[Start of section]
//! Workspace export handler
//!
//! A single action-dispatched endpoint. The workspace credential arrives in
//! the body on every call and is never stored.

use axum::extract::State;
use serde::{de::DeserializeOwned, Deserialize};
use serde_json::{json, Value};

use crate::extract::Json;
use crate::AppState;
use paperlens_common::{
    analysis::Analysis,
    errors::{AppError, Result},
    papers::Paper,
    workspace::WorkspaceExporter,
};

/// Body of `POST /notion`
#[derive(Debug, Deserialize)]
#[serde(rename_all = "camelCase")]
pub struct NotionRequest {
    #[serde(default)]
    pub action: Option<String>,
    #[serde(default, rename = "access_token")]
    pub access_token: Option<String>,
    #[serde(default)]
    pub title: Option<String>,
    #[serde(default)]
    pub page_id: Option<String>,
    #[serde(default)]
    pub database_id: Option<String>,
    #[serde(default)]
    pub paper: Option<Value>,
    #[serde(default)]
    pub analysis: Option<Value>,
}

enum Action {
    ListDatabases,
    CreateDatabase,
    AddToDatabase,
}

impl Action {
    fn parse(action: Option<&str>) -> Result<Self> {
        match action {
            Some("list_databases") => Ok(Action::ListDatabases),
            Some("create_database") => Ok(Action::CreateDatabase),
            Some("add_to_database") => Ok(Action::AddToDatabase),
            _ => Err(AppError::InvalidFormat {
                message: "Invalid action".to_string(),
            }),
        }
    }
}

fn required<T>(value: Option<T>, field: &str) -> Result<T> {
    value.ok_or_else(|| AppError::MissingField {
        field: field.to_string(),
    })
}

/// Decoded after the credential check so a bad payload never masks a 401
fn required_json<T: DeserializeOwned>(value: Option<Value>, field: &str) -> Result<T> {
    let value = required(value.filter(|v| !v.is_null()), field)?;
    serde_json::from_value(value).map_err(|e| AppError::Validation {
        message: format!("Invalid {}: {}", field, e),
        field: Some(field.to_string()),
    })
}

fn required_text(value: Option<String>, field: &str) -> Result<String> {
    required(value.filter(|v| !v.trim().is_empty()), field)
}

pub async fn notion(
    State(state): State<AppState>,
    Json(request): Json<NotionRequest>,
) -> Result<Json<Value>> {
    let credential = request
        .access_token
        .filter(|token| !token.trim().is_empty())
        .ok_or_else(|| AppError::Unauthorized {
            message: "No access token provided".to_string(),
        })?;

    match Action::parse(request.action.as_deref())? {
        Action::ListDatabases => {
            let databases = state.workspace.list_databases(&credential).await?;
            Ok(Json(json!({ "results": databases })))
        }
        Action::CreateDatabase => {
            let title = required_text(request.title, "title")?;
            let page_id = required_text(request.page_id, "pageId")?;

            let database = state
                .workspace
                .create_database(&credential, &title, &page_id)
                .await?;
            Ok(Json(serde_json::to_value(database)?))
        }
        Action::AddToDatabase => {
            let database_id = required_text(request.database_id, "databaseId")?;
            let paper: Paper = required_json(request.paper, "paper")?;
            let analysis: Analysis = required_json(request.analysis, "analysis")?;

            let record = state
                .workspace
                .add_record(&credential, &database_id, &paper, &analysis)
                .await?;

            tracing::info!(
                paper_id = %paper.paper_id,
                database_id = %database_id,
                "Paper exported to workspace"
            );

            Ok(Json(serde_json::to_value(record)?))
        }
    }
}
[End of section]
(REQUIRED ACTION): Every line in the entries above that mentions the word "extract" must be shown.

(SOLUTION BELOW):
use axum::extract::State;
use crate::extract::Json;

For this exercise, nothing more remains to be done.